**Input data**
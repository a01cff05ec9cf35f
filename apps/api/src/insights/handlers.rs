use axum::{
    extract::{Path, State},
    Json,
};
use serde::{Deserialize, Serialize};
use tracing::debug;
use uuid::Uuid;

use crate::errors::AppError;
use crate::insights::assistant::{
    ats_score, keyword_coverage, merge_ats_keywords, suggest_field, KeywordCoverage,
};
use crate::insights::{fetch_insights, InsightSlot};
use crate::models::insight::ProfessionInsightBundle;
use crate::models::record::{ResumeRecord, Skill};
use crate::session::session_not_found;
use crate::state::AppState;

#[derive(Debug, Deserialize)]
#[serde(rename_all = "camelCase")]
pub struct SetProfessionRequest {
    pub profession: String,
    #[serde(default)]
    pub custom_profession: String,
}

#[derive(Debug, Serialize)]
#[serde(rename_all = "camelCase")]
pub struct InsightsResponse {
    pub profession: String,
    pub loading: bool,
    pub bundle: ProfessionInsightBundle,
    pub coverage: Vec<KeywordCoverage>,
}

impl InsightsResponse {
    fn new(slot: &InsightSlot, record: &ResumeRecord) -> Self {
        Self {
            profession: slot.profession.clone(),
            loading: slot.loading,
            bundle: slot.bundle.clone(),
            coverage: keyword_coverage(record, &slot.bundle),
        }
    }
}

#[derive(Debug, Serialize)]
#[serde(rename_all = "camelCase")]
pub struct MergeSkillsResponse {
    pub added: usize,
    pub skills: Vec<Skill>,
}

#[derive(Debug, Serialize)]
pub struct AtsScoreResponse {
    pub score: u8,
}

#[derive(Debug, Deserialize)]
pub struct FieldSuggestionRequest {
    pub field: String,
    pub value: String,
}

#[derive(Debug, Serialize)]
pub struct FieldSuggestionResponse {
    pub suggestion: String,
}

/// PUT /api/v1/sessions/:id/profession
/// Stores the selection and fetches its insights. A selection made while this fetch is in
/// flight supersedes it: the older result is dropped when it lands.
pub async fn handle_set_profession(
    State(state): State<AppState>,
    Path(id): Path<Uuid>,
    Json(req): Json<SetProfessionRequest>,
) -> Result<Json<InsightsResponse>, AppError> {
    let started = state
        .sessions
        .update(id, |session| {
            session.record.profession = req.profession.trim().to_string();
            session.record.custom_profession = req.custom_profession.clone();
            match session.record.effective_profession() {
                Some(label) => Some((session.insights.begin(&label), label)),
                None => {
                    session.insights.reset();
                    None
                }
            }
        })
        .await
        .ok_or_else(|| session_not_found(id))?;

    if let Some((ticket, label)) = started {
        // The fetch runs in its own task so a dropped request still settles the slot.
        // No lock is held while the model call is outstanding.
        let llm = state.llm.clone();
        let sessions = state.sessions.clone();
        let fetch = tokio::spawn(async move {
            let bundle = fetch_insights(llm.as_ref(), &label).await;
            let applied = sessions
                .update(id, |session| session.insights.complete(ticket, bundle))
                .await
                .unwrap_or(false);
            debug!(session_id = %id, profession = %label, applied, "Insight fetch settled");
        });
        fetch
            .await
            .map_err(|e| AppError::Internal(anyhow::anyhow!("Insight task failed: {e}")))?;
    }

    let session = state
        .sessions
        .snapshot(id)
        .await
        .ok_or_else(|| session_not_found(id))?;
    Ok(Json(InsightsResponse::new(&session.insights, &session.record)))
}

/// GET /api/v1/sessions/:id/insights
pub async fn handle_get_insights(
    State(state): State<AppState>,
    Path(id): Path<Uuid>,
) -> Result<Json<InsightsResponse>, AppError> {
    let session = state
        .sessions
        .snapshot(id)
        .await
        .ok_or_else(|| session_not_found(id))?;
    Ok(Json(InsightsResponse::new(&session.insights, &session.record)))
}

/// POST /api/v1/sessions/:id/skills/from-insights
pub async fn handle_merge_skills(
    State(state): State<AppState>,
    Path(id): Path<Uuid>,
) -> Result<Json<MergeSkillsResponse>, AppError> {
    let response = state
        .sessions
        .update(id, |session| {
            let added = merge_ats_keywords(&mut session.record, &session.insights.bundle);
            MergeSkillsResponse {
                added,
                skills: session.record.skills.clone(),
            }
        })
        .await
        .ok_or_else(|| session_not_found(id))?;
    Ok(Json(response))
}

/// POST /api/v1/sessions/:id/ats-score
pub async fn handle_ats_score(
    State(state): State<AppState>,
    Path(id): Path<Uuid>,
) -> Result<Json<AtsScoreResponse>, AppError> {
    let record = state
        .sessions
        .snapshot(id)
        .await
        .map(|session| session.record)
        .ok_or_else(|| session_not_found(id))?;
    let score = ats_score(state.llm.as_ref(), &record).await;
    Ok(Json(AtsScoreResponse { score }))
}

/// POST /api/v1/assist/field
pub async fn handle_suggest_field(
    State(state): State<AppState>,
    Json(req): Json<FieldSuggestionRequest>,
) -> Result<Json<FieldSuggestionResponse>, AppError> {
    let suggestion = suggest_field(state.llm.as_ref(), &req.field, &req.value).await;
    Ok(Json(FieldSuggestionResponse { suggestion }))
}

**What the task asks**
A complete, exact copy of the material is required.

**Answer section**
repository a01cff05ec9cf35f
filename apps/api/src/insights/handlers.rs
use axum::{
    extract::{Path, State},
    Json,
};
use serde::{Deserialize, Serialize};
use tracing::debug;
use uuid::Uuid;

use crate::errors::AppError;
use crate::insights::assistant::{
    ats_score, keyword_coverage, merge_ats_keywords, suggest_field, KeywordCoverage,
};
use crate::insights::{fetch_insights, InsightSlot};
use crate::models::insight::ProfessionInsightBundle;
use crate::models::record::{ResumeRecord, Skill};
use crate::session::session_not_found;
use crate::state::AppState;

#[derive(Debug, Deserialize)]
#[serde(rename_all = "camelCase")]
pub struct SetProfessionRequest {
    pub profession: String,
    #[serde(default)]
    pub custom_profession: String,
}

#[derive(Debug, Serialize)]
#[serde(rename_all = "camelCase")]
pub struct InsightsResponse {
    pub profession: String,
    pub loading: bool,
    pub bundle: ProfessionInsightBundle,
    pub coverage: Vec<KeywordCoverage>,
}

impl InsightsResponse {
    fn new(slot: &InsightSlot, record: &ResumeRecord) -> Self {
        Self {
            profession: slot.profession.clone(),
            loading: slot.loading,
            bundle: slot.bundle.clone(),
            coverage: keyword_coverage(record, &slot.bundle),
        }
    }
}

#[derive(Debug, Serialize)]
#[serde(rename_all = "camelCase")]
pub struct MergeSkillsResponse {
    pub added: usize,
    pub skills: Vec<Skill>,
}

#[derive(Debug, Serialize)]
pub struct AtsScoreResponse {
    pub score: u8,
}

#[derive(Debug, Deserialize)]
pub struct FieldSuggestionRequest {
    pub field: String,
    pub value: String,
}

#[derive(Debug, Serialize)]
pub struct FieldSuggestionResponse {
    pub suggestion: String,
}

/// PUT /api/v1/sessions/:id/profession
/// Stores the selection and fetches its insights. A selection made while this fetch is in
/// flight supersedes it: the older result is dropped when it lands.
pub async fn handle_set_profession(
    State(state): State<AppState>,
    Path(id): Path<Uuid>,
    Json(req): Json<SetProfessionRequest>,
) -> Result<Json<InsightsResponse>, AppError> {
    let started = state
        .sessions
        .update(id, |session| {
            session.record.profession = req.profession.trim().to_string();
            session.record.custom_profession = req.custom_profession.clone();
            match session.record.effective_profession() {
                Some(label) => Some((session.insights.begin(&label), label)),
                None => {
                    session.insights.reset();
                    None
                }
            }
        })
        .await
        .ok_or_else(|| session_not_found(id))?;

    if let Some((ticket, label)) = started {
        // The fetch runs in its own task so a dropped request still settles the slot.
        // No lock is held while the model call is outstanding.
        let llm = state.llm.clone();
        let sessions = state.sessions.clone();
        let fetch = tokio::spawn(async move {
            let bundle = fetch_insights(llm.as_ref(), &label).await;
            let applied = sessions
                .update(id, |session| session.insights.complete(ticket, bundle))
                .await
                .unwrap_or(false);
            debug!(session_id = %id, profession = %label, applied, "Insight fetch settled");
        });
        fetch
            .await
            .map_err(|e| AppError::Internal(anyhow::anyhow!("Insight task failed: {e}")))?;
    }

    let session = state
        .sessions
        .snapshot(id)
        .await
        .ok_or_else(|| session_not_found(id))?;
    Ok(Json(InsightsResponse::new(&session.insights, &session.record)))
}

/// GET /api/v1/sessions/:id/insights
pub async fn handle_get_insights(
    State(state): State<AppState>,
    Path(id): Path<Uuid>,
) -> Result<Json<InsightsResponse>, AppError> {
    let session = state
        .sessions
        .snapshot(id)
        .await
        .ok_or_else(|| session_not_found(id))?;
    Ok(Json(InsightsResponse::new(&session.insights, &session.record)))
}

/// POST /api/v1/sessions/:id/skills/from-insights
pub async fn handle_merge_skills(
    State(state): State<AppState>,
    Path(id): Path<Uuid>,
) -> Result<Json<MergeSkillsResponse>, AppError> {
    let response = state
        .sessions
        .update(id, |session| {
            let added = merge_ats_keywords(&mut session.record, &session.insights.bundle);
            MergeSkillsResponse {
                added,
                skills: session.record.skills.clone(),
            }
        })
        .await
        .ok_or_else(|| session_not_found(id))?;
    Ok(Json(response))
}

/// POST /api/v1/sessions/:id/ats-score
pub async fn handle_ats_score(
    State(state): State<AppState>,
    Path(id): Path<Uuid>,
) -> Result<Json<AtsScoreResponse>, AppError> {
    let record = state
        .sessions
        .snapshot(id)
        .await
        .map(|session| session.record)
        .ok_or_else(|| session_not_found(id))?;
    let score = ats_score(state.llm.as_ref(), &record).await;
    Ok(Json(AtsScoreResponse { score }))
}

/// POST /api/v1/assist/field
pub async fn handle_suggest_field(
    State(state): State<AppState>,
    Json(req): Json<FieldSuggestionRequest>,
) -> Result<Json<FieldSuggestionResponse>, AppError> {
    let suggestion = suggest_field(state.llm.as_ref(), &req.field, &req.value).await;
    Ok(Json(FieldSuggestionResponse { suggestion }))
}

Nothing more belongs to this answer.